Abstract

To determine if postmenopausal women have different arterial stiffness, blood pressure (BP) values, or metabolic patterns in comparison to fertile women and to men at a population level. This is a population-based epidemiologic study of 1853 representative men and women aged 18-95 years. Clinostatic humeral BP was measured using Omron 705CP. Aortic BP, augmentation index (AI), and pulse wave velocity (PWV) were determined using applanation tonometry. Body mass index (BMI) and subscapular skinfold thickness were used as measures of adiposity. Fasting and postload blood glucose, homeostasis model assessment (HOMA), low-density and high-density lipoprotein serum cholesterol (LDL-C and HDL-C) and triglycerides were assessed. Age was higher in postmenopausal women than in fertile women (68.8 ± 9.5 vs. 35.7 ± 10.2 years, p<0.001), and BMI was 16% higher (p<0.01) in the postmenopausal women after age adjustment.
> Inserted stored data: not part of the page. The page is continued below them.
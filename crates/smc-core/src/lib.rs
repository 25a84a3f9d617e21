//! # smc-core: Stochastic Model Checking — Data Model
//!
//! Shared types for the performance analysis core of a model-checking
//! toolchain: the labeled state-transition graph (`Graph`/`Nodes`/`Links`),
//! the declarative performance model (`PerformanceModel`/`LabelConfig`), the
//! dense matrices the builder produces (`Matrix`), and the analyzer's result
//! record (`Metrics`).
//!
//! This crate has no I/O and no iteration logic of its own — those live in
//! `smc-io` and `smc-algo` respectively, which depend on this crate for
//! their shared vocabulary.

pub mod error;
pub mod graph;
pub mod matrix;
pub mod metrics;
pub mod model;

pub use error::{SmcError, SmcResult};
pub use graph::{Graph, Link, Links, Nodes};
pub use matrix::Matrix;
pub use metrics::{HistogramEntry, Metrics};
pub use model::{LabelConfig, PerformanceModel};
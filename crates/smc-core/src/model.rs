//! The performance model: per-label probabilities and counters.

use std::collections::BTreeMap;

/// A single label's contribution to transition probability and counters.
#[derive(Debug, Clone, Default, PartialEq)]
pub struct LabelConfig {
    /// Per-edge probability contributed when this label is present.
    pub probability: f64,
    /// Counter name -> value contributed by edges bearing this label.
    pub counters: BTreeMap<String, f64>,
}

/// `M: Σ → LabelConfig`, keyed by label.
#[derive(Debug, Clone, Default, PartialEq)]
pub struct PerformanceModel {
    configs: BTreeMap<String, LabelConfig>,
}

impl PerformanceModel {
    /// The empty model: every label defaults to probability 0, no counters.
    pub fn empty() -> Self {
        Self::default()
    }

    pub fn insert(&mut self, label: impl Into<String>, config: LabelConfig) {
        self.configs.insert(label.into(), config);
    }

    /// Look up a label's config. Unknown labels are the caller's concern
    /// (see `SchemaError` semantics); this returns `None` rather than a
    /// default so callers can choose to warn once per unknown label.
    pub fn get(&self, label: &str) -> Option<&LabelConfig> {
        self.configs.get(label)
    }

    /// The full set of counter names declared across every label.
    pub fn counter_names(&self) -> std::collections::BTreeSet<String> {
        self.configs
            .values()
            .flat_map(|cfg| cfg.counters.keys().cloned())
            .collect()
    }

    pub fn is_empty(&self) -> bool {
        self.configs.is_empty()
    }

    pub fn len(&self) -> usize {
        self.configs.len()
    }
}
Humeral and aortic BP, carotid and radial AI, carotid-femoral PWV, BMI, LDL-C, LDL-C/HDL ratio, triglycerides, glucose tolerance, HOMA, and skinfold thickness were apparently higher in postmenopausal than in fertile women. Using multivariate analysis, however, all these differences were abolished after adjusting for confounders (age and, when appropriate, BMI), except for LDL-C, which remained 19% higher (p<0.01) in postmenopausal women than in fertile women after adjusting for many confounders (age, BMI, cholesterol, ethanol intake, caloric intake, and triiodothyronine). Only LDL-C increases in postmenopausal women, whereas other differences attributed to menopause, including BP and arterial stiffness, seem to be confounding effects of age and BMI.